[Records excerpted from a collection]
***

//! HTTP server implementation

use bytes::Bytes;
use http_body_util::{BodyExt, Full, LengthLimitError, Limited};
use hyper::body::Incoming;
use hyper::header::CONTENT_TYPE;
use hyper::server::conn::http1;
use hyper::service::service_fn;
use hyper::{Method, Request, Response, StatusCode};
use hyper_util::rt::TokioIo;
use std::convert::Infallible;
use std::net::SocketAddr;
use std::sync::Arc;
use std::time::{Duration, Instant};
use tokio::net::TcpListener;
use tracing::{error, info, warn};

use crate::config::Args;
use crate::db::{MongoClient, PortfolioRepository};
use crate::routes;
use crate::services::{MediaHost, MediaHostConfig};
use crate::types::ServerError;

/// Shared application state
pub struct AppState {
    pub args: Args,
    /// Portfolio persistence; `None` when MongoDB is not configured or unreachable
    pub portfolio: Option<PortfolioRepository>,
    /// Signed upload relay; `None` without media host credentials
    pub media: Option<MediaHost>,
    pub started_at: Instant,
}

impl AppState {
    /// State with persistence and uploads disabled
    pub fn new(args: Args) -> Self {
        Self {
            args,
            portfolio: None,
            media: None,
            started_at: Instant::now(),
        }
    }

    /// State wired to the available backends
    pub fn with_services(args: Args, mongo: Option<MongoClient>) -> Self {
        let portfolio = mongo
            .as_ref()
            .map(|client| PortfolioRepository::new(client, &args.mongodb_collection));

        let media = args.media_credentials().and_then(|credentials| {
            let config = MediaHostConfig {
                credentials,
                api_base: args.media_api_base.clone(),
                folder: args.upload_folder.clone(),
                timeout: Duration::from_millis(args.request_timeout_ms),
            };
            match MediaHost::new(config) {
                Ok(host) => Some(host),
                Err(e) => {
                    warn!("Media host client failed to initialize, uploads disabled: {}", e);
                    None
                }
            }
        });

        Self {
            args,
            portfolio,
            media,
            started_at: Instant::now(),
        }
    }
}

/// Start the HTTP server
pub async fn run(state: Arc<AppState>) -> Result<(), ServerError> {
    let listener = TcpListener::bind(state.args.listen).await?;

    info!("Portfolio server listening on {}", state.args.listen);

    if state.portfolio.is_none() {
        warn!("Persistence disabled - /api/data answers null");
    }
    match &state.media {
        Some(media) => info!("Upload relay enabled (folder '{}')", media.folder()),
        None => warn!("Upload relay disabled - /api/upload answers 503"),
    }

    loop {
        match listener.accept().await {
            Ok((stream, addr)) => {
                let state = Arc::clone(&state);
                tokio::spawn(async move {
                    let io = TokioIo::new(stream);

                    let service = service_fn(move |req| {
                        let state = Arc::clone(&state);
                        async move { handle_request(state, addr, req).await }
                    });

                    if let Err(err) = http1::Builder::new().serve_connection(io, service).await {
                        error!("Error serving connection from {}: {:?}", addr, err);
                    }
                });
            }
            Err(e) => {
                error!("Error accepting connection: {:?}", e);
            }
        }
    }
}

/// Route incoming HTTP requests
async fn handle_request(
    state: Arc<AppState>,
    addr: SocketAddr,
    req: Request<Incoming>,
) -> Result<Response<Full<Bytes>>, Infallible> {
    let method = req.method().clone();
    let path = req.uri().path().to_string();

    info!("[{}] {} {}", addr, method, path);

    let response = match (&method, path.as_str()) {
        (&Method::OPTIONS, _) => routes::preflight_response(),

        (&Method::GET, "/health" | "/healthz") => routes::health_check(&state),

        (&Method::GET, "/api/data") => routes::handle_get_data(&state).await,

        (&Method::POST, "/api/data") => match read_body(req, state.args.max_body_bytes).await {
            Ok(body) => routes::handle_post_data(&state, body).await,
            Err(e) => routes::server_error_response(&e),
        },

        (&Method::POST, "/api/upload") => {
            let content_type = req
                .headers()
                .get(CONTENT_TYPE)
                .and_then(|v| v.to_str().ok())
                .map(str::to_string);
            match read_body(req, state.args.max_body_bytes).await {
                Ok(body) => routes::handle_upload(&state, content_type.as_deref(), body).await,
                Err(e) => routes::server_error_response(&e),
            }
        }

        (_, "/api/data" | "/api/upload") => {
            routes::error_response(StatusCode::METHOD_NOT_ALLOWED, "Method not allowed")
        }

        _ => routes::server_error_response(&ServerError::NotFound(path)),
    };

    Ok(response)
}

/// Collect a request body, refusing anything over `limit` bytes
async fn read_body(req: Request<Incoming>, limit: usize) -> Result<Bytes, ServerError> {
    collect_limited(req.into_body(), limit).await
}

async fn collect_limited<B>(body: B, limit: usize) -> Result<Bytes, ServerError>
where
    B: hyper::body::Body,
    B::Error: Into<Box<dyn std::error::Error + Send + Sync>>,
{
    match Limited::new(body, limit).collect().await {
        Ok(collected) => Ok(collected.to_bytes()),
        Err(e) if e.downcast_ref::<LengthLimitError>().is_some() => {
            warn!(limit, "Request body over limit");
            Err(ServerError::PayloadTooLarge { limit })
        }
        Err(e) => Err(ServerError::BadRequest(format!("Failed to read request body: {}", e))),
    }
}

***

Every entry in the data should be returned exactly.

### Finished exercise
//! HTTP server implementation

use bytes::Bytes;
use http_body_util::{BodyExt, Full, LengthLimitError, Limited};
use hyper::body::Incoming;
use hyper::header::CONTENT_TYPE;
use hyper::server::conn::http1;
use hyper::service::service_fn;
use hyper::{Method, Request, Response, StatusCode};
use hyper_util::rt::TokioIo;
use std::convert::Infallible;
use std::net::SocketAddr;
use std::sync::Arc;
use std::time::{Duration, Instant};
use tokio::net::TcpListener;
use tracing::{error, info, warn};

use crate::config::Args;
use crate::db::{MongoClient, PortfolioRepository};
use crate::routes;
use crate::services::{MediaHost, MediaHostConfig};
use crate::types::ServerError;

/// Shared application state
pub struct AppState {
    pub args: Args,
    /// Portfolio persistence; `None` when MongoDB is not configured or unreachable
    pub portfolio: Option<PortfolioRepository>,
    /// Signed upload relay; `None` without media host credentials
    pub media: Option<MediaHost>,
    pub started_at: Instant,
}

impl AppState {
    /// State with persistence and uploads disabled
    pub fn new(args: Args) -> Self {
        Self {
            args,
            portfolio: None,
            media: None,
            started_at: Instant::now(),
        }
    }

    /// State wired to the available backends
    pub fn with_services(args: Args, mongo: Option<MongoClient>) -> Self {
        let portfolio = mongo
            .as_ref()
            .map(|client| PortfolioRepository::new(client, &args.mongodb_collection));

        let media = args.media_credentials().and_then(|credentials| {
            let config = MediaHostConfig {
                credentials,
                api_base: args.media_api_base.clone(),
                folder: args.upload_folder.clone(),
                timeout: Duration::from_millis(args.request_timeout_ms),
            };
            match MediaHost::new(config) {
                Ok(host) => Some(host),
                Err(e) => {
                    warn!("Media host client failed to initialize, uploads disabled: {}", e);
                    None
                }
            }
        });

        Self {
            args,
            portfolio,
            media,
            started_at: Instant::now(),
        }
    }
}

/// Start the HTTP server
pub async fn run(state: Arc<AppState>) -> Result<(), ServerError> {
    let listener = TcpListener::bind(state.args.listen).await?;

    info!("Portfolio server listening on {}", state.args.listen);

    if state.portfolio.is_none() {
        warn!("Persistence disabled - /api/data answers null");
    }
    match &state.media {
        Some(media) => info!("Upload relay enabled (folder '{}')", media.folder()),
        None => warn!("Upload relay disabled - /api/upload answers 503"),
    }

    loop {
        match listener.accept().await {
            Ok((stream, addr)) => {
                let state = Arc::clone(&state);
                tokio::spawn(async move {
                    let io = TokioIo::new(stream);

                    let service = service_fn(move |req| {
                        let state = Arc::clone(&state);
                        async move { handle_request(state, addr, req).await }
                    });

                    if let Err(err) = http1::Builder::new().serve_connection(io, service).await {
                        error!("Error serving connection from {}: {:?}", addr, err);
                    }
                });
            }
            Err(e) => {
                error!("Error accepting connection: {:?}", e);
            }
        }
    }
}

/// Route incoming HTTP requests
async fn handle_request(
    state: Arc<AppState>,
    addr: SocketAddr,
    req: Request<Incoming>,
) -> Result<Response<Full<Bytes>>, Infallible> {
    let method = req.method().clone();
    let path = req.uri().path().to_string();

    info!("[{}] {} {}", addr, method, path);

    let response = match (&method, path.as_str()) {
        (&Method::OPTIONS, _) => routes::preflight_response(),

        (&Method::GET, "/health" | "/healthz") => routes::health_check(&state),

        (&Method::GET, "/api/data") => routes::handle_get_data(&state).await,

        (&Method::POST, "/api/data") => match read_body(req, state.args.max_body_bytes).await {
            Ok(body) => routes::handle_post_data(&state, body).await,
            Err(e) => routes::server_error_response(&e),
        },

        (&Method::POST, "/api/upload") => {
            let content_type = req
                .headers()
                .get(CONTENT_TYPE)
                .and_then(|v| v.to_str().ok())
                .map(str::to_string);
            match read_body(req, state.args.max_body_bytes).await {
                Ok(body) => routes::handle_upload(&state, content_type.as_deref(), body).await,
                Err(e) => routes::server_error_response(&e),
            }
        }

        (_, "/api/data" | "/api/upload") => {
            routes::error_response(StatusCode::METHOD_NOT_ALLOWED, "Method not allowed")
        }

        _ => routes::server_error_response(&ServerError::NotFound(path)),
    };

    Ok(response)
}

/// Collect a request body, refusing anything over `limit` bytes
async fn read_body(req: Request<Incoming>, limit: usize) -> Result<Bytes, ServerError> {
    collect_limited(req.into_body(), limit).await
}

async fn collect_limited<B>(body: B, limit: usize) -> Result<Bytes, ServerError>
where
    B: hyper::body::Body,
    B::Error: Into<Box<dyn std::error::Error + Send + Sync>>,
{
    match Limited::new(body, limit).collect().await {
        Ok(collected) => Ok(collected.to_bytes()),
        Err(e) if e.downcast_ref::<LengthLimitError>().is_some() => {
            warn!(limit, "Request body over limit");
            Err(ServerError::PayloadTooLarge { limit })
        }
        Err(e) => Err(ServerError::BadRequest(format!("Failed to read request body: {}", e))),
    }
}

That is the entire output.